I am a Catholic girl, who has observed the Islamic holy month of Ramadan on multiple occasions and joined the Baptist Church by accident but stayed for years because I liked it. Currently, I attend church only on demand – baptisms, weddings and funerals. If I have to identify myself religiously I would say I’m a non-practicing Catholic/Southern Baptist with Muslim tendencies.
The focus of this feature will be gratitude and the recognition of God’s grace at work in my life. And as might be expected from a non-practicing Catholic/Southern Baptist with Muslim tendencies and lots of opinions, I might veer off onto commentary on contemporary religious issues or share some of my experiences with organized religion.
As one year ends and another begins, I find time for reflection. This year as I reflect not only on 2014 but life in general, I feel grateful for my girls – my sisters, my nieces, my sister-friends.
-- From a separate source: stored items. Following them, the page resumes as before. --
//! # Presentation Formatting Module
//!
//! Turns search results into text for display: the compact replacement
//! annotation shown in the results table, a single table row, and the
//! multi-line detail view of one recipe.

use crate::matching::Replacements;
use crate::search::MatchResult;

/// Render used substitutions as `ingredient→sub1, sub2` entries joined by `", "`
///
/// An empty mapping renders as an empty string.
///
/// # Examples
///
/// ```rust
/// use recipe_finder::formatting::format_replacements;
/// use recipe_finder::matching::Replacements;
///
/// let used: Replacements = [("milk", vec!["cream"]), ("butter", vec!["oil", "ghee"])]
///     .into_iter()
///     .collect();
/// assert_eq!(format_replacements(&used), "milk→cream, butter→oil, ghee");
/// ```
pub fn format_replacements(replacements: &Replacements) -> String {
    replacements
        .iter()
        .map(|(ingredient, substitutes)| format!("{}→{}", ingredient, substitutes.join(", ")))
        .collect::<Vec<_>>()
        .join(", ")
}

/// Format a result percentage with one decimal place, e.g. `66.7%`
pub fn format_percentage(percentage: f64) -> String {
    format!("{:.1}%", percentage)
}

/// Header line matching the columns of [`format_row`]
pub fn table_header() -> String {
    format!(
        "{:<28} {:>8} {:>6} {:<10} {}",
        "Name", "Match", "Time", "Complexity", "Substitutions used"
    )
}

/// One results-table line: name, match, time, complexity, substitutions used
pub fn format_row(result: &MatchResult) -> String {
    format!(
        "{:<28} {:>8} {:>6} {:<10} {}",
        result.name,
        format_percentage(result.percentage),
        result.time,
        result.complexity,
        result.replacements_info
    )
    .trim_end()
    .to_string()
}

/// Detail view of one result
///
/// Every missing ingredient is annotated with its substitutes, split into
/// those listed as used for the ingredient and all other options, or with
/// `no substitutes found` when there are none.
pub fn describe(result: &MatchResult) -> String {
    let mut lines = vec![
        format!("Recipe: {}", result.name),
        format!("Match: {}", format_percentage(result.percentage)),
        format!("Time: {} min", result.time),
        format!("Complexity: {}", result.complexity),
    ];

    if result.missing.is_empty() {
        lines.push(String::new());
        lines.push("All ingredients available!".to_string());
        return lines.join("\n");
    }

    lines.push(String::new());
    lines.push("Missing ingredients:".to_string());

    for ingredient in &result.missing {
        let mut line = format!("• {}", ingredient);

        let substitutes = result.all_replacements.get(ingredient).unwrap_or_default();
        if substitutes.is_empty() {
            line.push_str(" - no substitutes found");
        } else {
            let used = result.used_replacements.get(ingredient).unwrap_or_default();
            let (available, other): (Vec<&String>, Vec<&String>) =
                substitutes.iter().partition(|s| used.contains(s));

            let mut parts = Vec::new();
            if !available.is_empty() {
                parts.push(format!("Available substitutes: {}", join_refs(&available)));
            }
            if !other.is_empty() {
                parts.push(format!("Other options: {}", join_refs(&other)));
            }
            line.push_str(" - ");
            line.push_str(&parts.join("; "));
        }

        lines.push(line);
    }

    lines.join("\n")
}

fn join_refs(items: &[&String]) -> String {
    items
        .iter()
        .map(|s| s.as_str())
        .collect::<Vec<_>>()
        .join(", ")
}

#[cfg(test)]
mod tests {
    use super::*;
    use crate::catalog::Complexity;

    fn result(missing: &[&str], used: Replacements, all: Replacements) -> MatchResult {
        MatchResult {
            name: "Pancakes".to_string(),
            percentage: 200.0 / 3.0,
            time: 25.0,
            complexity: Complexity::Medium,
            missing: missing.iter().map(|s| s.to_string()).collect(),
            replacements_info: format_replacements(&used),
            used_replacements: used,
            all_replacements: all,
        }
    }

    #[test]
    fn test_format_empty_replacements() {
        assert_eq!(format_replacements(&Replacements::new()), "");
    }

    #[test]
    fn test_format_single_replacement() {
        let used: Replacements = [("milk", vec!["cream"])].into_iter().collect();
        assert_eq!(format_replacements(&used), "milk→cream");
    }

    #[test]
    fn test_format_percentage_rounds_to_one_decimal() {
        assert_eq!(format_percentage(200.0 / 3.0), "66.7%");
        assert_eq!(format_percentage(100.0), "100.0%");
    }

    #[test]
    fn test_format_row_contains_columns() {
        let used: Replacements = [("milk", vec!["cream"])].into_iter().collect();
        let row = format_row(&result(&["salt"], used, Replacements::new()));
        assert!(row.starts_with("Pancakes"));
        assert!(row.contains("66.7%"));
        assert!(row.contains("25"));
        assert!(row.contains("medium"));
        assert!(row.ends_with("milk→cream"));
    }

    #[test]
    fn test_describe_all_available() {
        let text = describe(&result(&[], Replacements::new(), Replacements::new()));
        assert!(text.starts_with("Recipe: Pancakes\nMatch: 66.7%\nTime: 25 min\nComplexity: medium"));
        assert!(text.ends_with("All ingredients available!"));
    }

    #[test]
    fn test_describe_missing_with_other_options() {
        let all: Replacements = [("milk", vec!["cream", "kefir"])].into_iter().collect();
        let text = describe(&result(&["milk", "salt"], Replacements::new(), all));

        assert!(text.contains("Missing ingredients:"));
        assert!(text.contains("• milk - Other options: cream, kefir"));
        assert!(text.lines().any(|l| l == "• salt - no substitutes found"));
    }

    #[test]
    fn test_describe_declared_without_substitutes() {
        let all: Replacements = [("saffron", Vec::<&str>::new())].into_iter().collect();
        let text = describe(&result(&["saffron"], Replacements::new(), all));
        assert!(text.contains("• saffron - no substitutes found"));
    }

    #[test]
    fn test_describe_splits_available_and_other() {
        let used: Replacements = [("milk", vec!["kefir"])].into_iter().collect();
        let all: Replacements = [("milk", vec!["cream", "kefir"])].into_iter().collect();
        let text = describe(&result(&["milk"], used, all));
        assert!(text.contains("• milk - Available substitutes: kefir; Other options: cream"));
    }
}
//! # Configuration Module
//!
//! Runtime settings for the recipe finder, read from the environment
//! (optionally populated from a `.env` file).

use anyhow::{Context, Result};
use log::debug;
use std::env;
use std::path::PathBuf;

use crate::sorting::SortKey;

// Environment variable names
pub const RECIPES_PATH_VAR: &str = "RECIPES_PATH";
pub const DEFAULT_SORT_VAR: &str = "DEFAULT_SORT";
pub const MAX_RESULTS_VAR: &str = "MAX_RESULTS";

pub const DEFAULT_RECIPES_PATH: &str = "recipes.json";

/// Application configuration
#[derive(Debug, Clone, PartialEq, Eq)]
pub struct AppConfig {
    /// Location of the JSON recipe catalog
    pub recipes_path: PathBuf,
    /// Ordering used when the caller does not pick one
    pub default_sort: SortKey,
    /// Maximum number of rows to display (`None` = all)
    pub max_results: Option<usize>,
}

impl Default for AppConfig {
    fn default() -> Self {
        Self {
            recipes_path: PathBuf::from(DEFAULT_RECIPES_PATH),
            default_sort: SortKey::Match,
            max_results: None,
        }
    }
}

impl AppConfig {
    /// Load a `.env` file if present, then read settings from the environment
    pub fn from_env() -> Result<Self> {
        dotenv::dotenv().ok();
        Self::from_lookup(|key| env::var(key).ok())
    }

    /// Build the configuration from an arbitrary variable lookup
    ///
    /// Unset or blank variables fall back to the defaults.
    ///
    /// # Errors
    ///
    /// Fails when `MAX_RESULTS` is set but is not a non-negative integer.
    pub fn from_lookup<F>(lookup: F) -> Result<Self>
    where
        F: Fn(&str) -> Option<String>,
    {
        let value = |key: &str| lookup(key).filter(|v| !v.trim().is_empty());
        let mut config = Self::default();

        if let Some(path) = value(RECIPES_PATH_VAR) {
            config.recipes_path = PathBuf::from(path.trim());
        }

        if let Some(sort) = value(DEFAULT_SORT_VAR) {
            config.default_sort = SortKey::parse(&sort);
        }

        if let Some(max) = value(MAX_RESULTS_VAR) {
            let max = max
                .trim()
                .parse::<usize>()
                .with_context(|| format!("{MAX_RESULTS_VAR} must be a non-negative integer, got {max:?}"))?;
            config.max_results = Some(max);
        }

        debug!("Loaded configuration: {:?}", config);
        Ok(config)
    }
}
It occurs to me that a common theme in my life is that during the rough patches, the moments of self-doubt, the times I’ve climbed onto a ledge or sunk into a rut it is almost always my girls who are there for me: cheering me on; talking me off the ledge (figuratively, although I am confident that if I was literally on a ledge they’d attempt to talk me off that too); and pulling me off the couch so I don’t fall deeper into my rut.
No disrespect to my other half or the other men who are or have been in my life, my friendships with my girls are just different. If I’m in crisis mode during the Super Bowl, any one of my girls would be there for me, you, depending on who’s playing, might ask me to come back at halftime (preferably with some wings and nachos). It’s okay. No one man can be all things to any woman. That’s why God created sister-friends.
I am fortunate to have been blessed with some strong, supportive relationships with the girls in my life. Not every woman can say that and not every woman is capable of being a sister-friend. A wise woman is fully aware of this and that sometimes women and girls are just evil to each other. It is unfortunate when this happens because these women and girls are missing out on an opportunity for a lifetime of friendship and support.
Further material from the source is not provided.